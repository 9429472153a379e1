//! Stride - third-person locomotion on a fixed-step physics loop
//!
//! Runs a headless scripted session: walk, run, release, jump, and logs
//! the actor's state once per simulated second.

mod game;
mod settings;

use anyhow::Result;
use glam::Vec3;
use tracing::{debug, info};
use tracing_subscriber::EnvFilter;
use winit::event::ElementState;
use winit::keyboard::{KeyCode, PhysicalKey};

use stride_game::InputHandler;

use crate::game::Game;
use crate::settings::Settings;

const FRAME_DT: f32 = 1.0 / 60.0;
const SESSION_FRAMES: u32 = 60 * 8;

/// Scripted key events, by frame number
fn scripted_events(frame: u32) -> &'static [(KeyCode, ElementState)] {
    match frame {
        60 => &[(KeyCode::KeyW, ElementState::Pressed)],
        180 => &[(KeyCode::ShiftLeft, ElementState::Pressed)],
        300 => &[(KeyCode::ShiftLeft, ElementState::Released)],
        360 => &[(KeyCode::KeyW, ElementState::Released)],
        400 => &[(KeyCode::Space, ElementState::Pressed)],
        401 => &[(KeyCode::Space, ElementState::Released)],
        _ => &[],
    }
}

fn main() -> Result<()> {
    tracing_subscriber::fmt()
        .with_env_filter(
            EnvFilter::try_from_default_env().unwrap_or_else(|_| EnvFilter::new("info")),
        )
        .with_target(false)
        .init();

    info!("Starting Stride locomotion session...");

    let settings = Settings::load();
    let mut game = Game::new(&settings, Vec3::new(0.0, 0.5, 0.0));
    let mut input = InputHandler::new();

    for frame in 0..SESSION_FRAMES {
        for &(key, state) in scripted_events(frame) {
            input.handle_keyboard(PhysicalKey::Code(key), state);
        }

        game.frame(FRAME_DT, &input.state);
        input.end_frame();

        if frame % 60 == 59 {
            let position = game.actor_position().unwrap_or_default();
            let tick = game.last_tick();
            info!(
                second = (frame + 1) / 60,
                x = position.x,
                y = position.y,
                z = position.z,
                grounded = game.controller.is_grounded(),
                speed = game.controller.current_speed(),
                velocity = ?tick.and_then(|t| t.velocity),
                camera = ?game.camera.position(),
                "actor"
            );
            debug!(segment = ?game.controller.sensor().debug_segment(position), "ground probe");
        }
    }

    if settings_missing() {
        settings.save()?;
    }

    info!(
        frames = game.time.frame_count,
        fixed_steps = game.time.fixed_step_count,
        "Session finished"
    );
    Ok(())
}

/// Write defaults on first run so they can be tuned by hand
fn settings_missing() -> bool {
    Settings::settings_path().is_some_and(|path| !path.exists())
}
----
TASK STATEMENT: Scan the records above for the word "const" and return every line where it occurs.

ANSWER BOX:
const FRAME_DT: f32 = 1.0 / 60.0;
const SESSION_FRAMES: u32 = 60 * 8;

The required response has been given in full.